Поповна слегка разогрела корчагу в печи, отлила в ковш, сунула в пиво деревянную ложку с верхом чего-то подозрительно пахнущего на всю избу горчицей — и поставила перед бригадиром. Тот, не глядя, хлебнул, но целиком не осилил, закашлялся. Матрена, поколачивая его по спине, запричитала:

— Ну куда ж все сразу, я ж тебе полгарнца плеснула, да с горчицею, чтобы пот прошиб, — а пот, кажется, бригадира и вправду прошиб: поповна повела носом, — да что ж за дух такой? Сосна, понятно, горчица, а вот почему так пахнет, будто еще и помер кто?.. Маша, ты поди, глянь, член коммуниста дуба там еще не дал? Еще и можжевеловый дух откуда-то…

Бригадир очень хорошо знал, какой-такой можжевельник из него пошел, и каким-таким несвежим покойником повеяло. Таким потом не прошибало его никогда, ни в какой бане; впрочем, в баню он и не ходил никогда, предпочитал мыться у себя, по-домашнему, бухтеевская жена коньяк хорошо подает… Дочь его наверное, тоже научится. Но это через годок-другой, сейчас не выспела еще. А что джином запахло да покойником — фиг с ними, маршал давно выварен, джин в танке стоит, — ну, кокнулась одна бутылка, две бутылки…

На пороге стояла Маша, за собой она тащила белую обезьяну.

— Аблизньян-снеговик! — ахнула Марфа, мигом догадавшись, что бывает с сельским старостой, опрокинувшим на себя стакан сметаны в силу неспособности таковой выпить, — давай соснового остаток!

— В сени его, в сени! — возразила чистюля-Матрена. Один мужик ледяной-пьяный, другой разопревший-подпоенный, статочное ли дело двум поповнам, двум старым девам, такое у себя в избе терпеть? Впрочем, бригадира Матрена сама же и упоила, — да нет, давай-ка их обоих в баньку, там тепло не ушло еще. Пусть поспит член коммуниста, охотиться завтра будет. Только ни-ни!

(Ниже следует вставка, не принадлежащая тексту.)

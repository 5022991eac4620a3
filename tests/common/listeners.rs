//! Listener helpers: record events as compact labels for assertions.

use std::sync::atomic::{AtomicBool, Ordering};
use std::sync::{Arc, Mutex};

use trellis::events::{WorkflowEvent, WorkflowListener};

/// Compact label for an event, including the affected id where there is
/// one, e.g. `"node-added:0"` or `"exec-pool-done"`.
pub fn label(event: &WorkflowEvent) -> String {
    match event {
        WorkflowEvent::NodeAdded { id, .. } => format!("node-added:{id}"),
        WorkflowEvent::NodeRemoved { id, .. } => format!("node-removed:{id}"),
        WorkflowEvent::ConnectionAdded { id, .. } => format!("connection-added:{id}"),
        WorkflowEvent::ConnectionRemoved { id, .. } => format!("connection-removed:{id}"),
        WorkflowEvent::ExecPoolChanged => "exec-pool-changed".to_string(),
        WorkflowEvent::ExecPoolDone => "exec-pool-done".to_string(),
        WorkflowEvent::NodeReset { id } => format!("node-reset:{id}"),
        WorkflowEvent::NodeConfigured { id } => format!("node-configured:{id}"),
        WorkflowEvent::NodeExtrainfoChanged { id } => format!("node-extrainfo:{id}"),
        WorkflowEvent::ConnectionExtrainfoChanged { id } => format!("connection-extrainfo:{id}"),
    }
}

/// Records every event label in arrival order.
#[derive(Default)]
pub struct RecordingListener {
    seen: Mutex<Vec<String>>,
}

impl RecordingListener {
    pub fn new() -> Arc<Self> {
        Arc::new(RecordingListener::default())
    }

    pub fn seen(&self) -> Vec<String> {
        self.seen.lock().unwrap().clone()
    }

    pub fn count(&self, wanted: &str) -> usize {
        self.seen
            .lock()
            .unwrap()
            .iter()
            .filter(|entry| entry.as_str() == wanted)
            .count()
    }

    pub fn contains(&self, wanted: &str) -> bool {
        self.count(wanted) > 0
    }

    pub fn clear(&self) {
        self.seen.lock().unwrap().clear();
    }
}

impl WorkflowListener for RecordingListener {
    fn workflow_changed(&self, event: &WorkflowEvent) {
        self.seen.lock().unwrap().push(label(event));
    }
}

/// Flips a flag once the execution pool reports done.
#[derive(Default)]
pub struct DoneFlag {
    done: AtomicBool,
}

impl DoneFlag {
    pub fn new() -> Arc<Self> {
        Arc::new(DoneFlag::default())
    }

    pub fn is_done(&self) -> bool {
        self.done.load(Ordering::SeqCst)
    }
}

impl WorkflowListener for DoneFlag {
    fn workflow_changed(&self, event: &WorkflowEvent) {
        if matches!(event, WorkflowEvent::ExecPoolDone) {
            self.done.store(true, Ordering::SeqCst);
        }
    }
}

Насчет «ни-ни» совет был явно лишний: Николай Юрьевич давно уже ни к каким подвигам насчет женского пола способен не был; отчего-то впрямую по наследству лукипантелеичево искусство не передавалось. А бригадир… Там видно будет. Маша вытащила старосту в баньку, зажгла лучину. С лица ни на мать, ни на отца, ни на великого князя похож не был. Маша с трудом искала в его мятой, не до конца отмытой от сметаны харе сходства с Пашей — не было его, не было.

Две поповны с трудом ввели в баньку бригадира, почти отрубившегося с непривычного питья да с деревенского воздуха. В свете лучины Маша видела, что лица обеих старух покрывал густой румянец.

— Сполоснуть бы ему хоть морду-то, Маша, негоже нам, девушкам, с мужиками, а ты, поди, обыкла…

Маша рассердилась.

— А я вам не девушка? Двух мужиков на одинокую бабу?

— Да уж прости, прости, Машенька, мы грех за тебя замолим, век молиться будем! — пролопотала Марфа, видимо, хорошо понимавшая, что репутация их девичья под большой угрозой, да уже, почитай, погибла, если только Маша не согласится молчать как рыба, притом неговорящая. Маша оглядела бригадира. Нет, и этот на Пашу ничуть похож не был. Ну, стошнило человека, развезло, так с непривычки ведь, разве он у себя в городе сосновое пиво пробовал? Там и сосен-то нет, поди…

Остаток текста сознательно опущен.